Ордынцев ласково гладил ее руку в перчатке, как будто возражал этою ласкою.
— Ты сильно ошибаешься, если так думаешь! Я о тебе слышал здесь уже несколько отзывов… В тебе есть что-то удивительно честное, юношески-чистое. Это вызывает недоумение — и привлекает. Потому что сами мы слишком сжились со всякими условностями. Да взять, наконец, хоть бы как раз эту самую ‘Каноссу’. Из нас никто бы не спросил, если бы и не знал. Стыдно было бы. А ты спросила. И видела ты, как глаза у Богодарова засмеялись мягко и ласково?
Ордынцев старался утешить Веру Дмитриевну. Но от его слов в нем самом исчезла досада за ‘Каноссу’, и она стала мила ему, с ее открытою душою и юным, девическим взглядом. Вера Дмитриевна молча, с затуманившимся лицом, смотрела на море.
Извозчик остановился. В заросшей плющом каменной ограде была решетчатая калитка. Они поднялись по каменным ступенькам и пошли вверх по кипарисовой аллее. Было темно и очень тихо. В воздухе стоял теплый, пряный аромат глициний. Ордынцев поднес к губам руку Веры Дмитриевны и тихонько целовал ее ладонь в разрез перчатки.
Убеждающим голосом, мягко и виновато, он сказал:
— Ну, девочка моя, ты не сердись на меня!
В обрывистом шепоте слышалась загорающаяся страсть.
Вера Дмитриевна грустно опустила голову.
— Я не сержусь.
Будет нервная, мучительная и ненужная для нее ночь… Он будет предупредительно-нежен и виновато-благодарен. А потом — через силу сдерживаемая грубость, непонятное, обидное отвращение на лице и холодная скука.

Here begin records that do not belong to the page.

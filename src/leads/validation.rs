//! Contact field checks and phone formatting for Russian numbers.

/// Keep only ASCII digits
pub fn digits_only(s: &str) -> String {
    s.chars().filter(|c| c.is_ascii_digit()).collect()
}

fn is_name_char(c: char) -> bool {
    c.is_ascii_alphabetic() || matches!(c, 'А'..='я' | 'Ё' | 'ё' | '-' | ' ')
}

/// At least two characters, letters (Latin or Cyrillic), hyphens and spaces only
pub fn is_valid_name(name: &str) -> bool {
    let trimmed = name.trim();
    trimmed.chars().count() >= 2 && trimmed.chars().all(is_name_char)
}

/// Exactly 11 digits starting with 7, separators ignored
pub fn is_valid_phone(phone: &str) -> bool {
    let digits = digits_only(phone);
    digits.len() == 11 && digits.starts_with('7')
}

/// Format phone input as the user types it.
///
/// `+7` numbers grow into `+7 (XXX) XXX-XX-XX`; anything else comes back as
/// digits with a single leading `+`.
pub fn format_phone(raw: &str) -> String {
    let mut src: String = raw
        .chars()
        .filter(|c| c.is_ascii_digit() || *c == '+')
        .collect();
    if !src.starts_with('+') {
        src = format!("+{}", src.replace('+', ""));
    }

    if src.chars().nth(1) != Some('7') {
        return src;
    }

    let digits = digits_only(&src);
    let rest: Vec<char> = digits.chars().skip(1).collect();
    let part = |from: usize, to: usize| -> String {
        rest[from.min(rest.len())..to.min(rest.len())].iter().collect()
    };

    let mut out = String::from("+7");
    if !rest.is_empty() {
        out.push_str(" (");
        out.push_str(&part(0, 3));
    }
    if rest.len() >= 3 {
        out.push(')');
    }
    if rest.len() > 3 {
        out.push(' ');
        out.push_str(&part(3, 6));
    }
    if rest.len() > 6 {
        out.push('-');
        out.push_str(&part(6, 8));
    }
    if rest.len() > 8 {
        out.push('-');
        out.push_str(&part(8, 10));
    }
    out
}

/// Country hint shown next to the phone field
pub fn phone_flag(phone: &str) -> &'static str {
    if phone.starts_with("+7") {
        "🇷🇺"
    } else {
        "📞"
    }
}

Но теперь он — такой большой, с серьезным, думающим лбом — был покорен и ласков, как маленький мальчик. И в душе поднималось что-то тихое, матерински-нежное. Хотелось сделать ему приятное. Она сняла перчатку и ласково провела рукой по его щеке.
— Мне очень нравится, как ты сегодня говорил. Столько у тебя всегда нового, неожиданного! По лицам видно, как твои слова все ворошат в душах, все ставят вверх дном, заставляют над всем думать. А ты заметил, ведь Завьялов угощал тобою гостей?
Ордынцев пренебрежительно улыбнулся.
— Ну, угощал!
— Конечно!.. И ужасно был рад, что угощение вышло такое хорошее, — прошептала она и с гордостью погладила его волосы.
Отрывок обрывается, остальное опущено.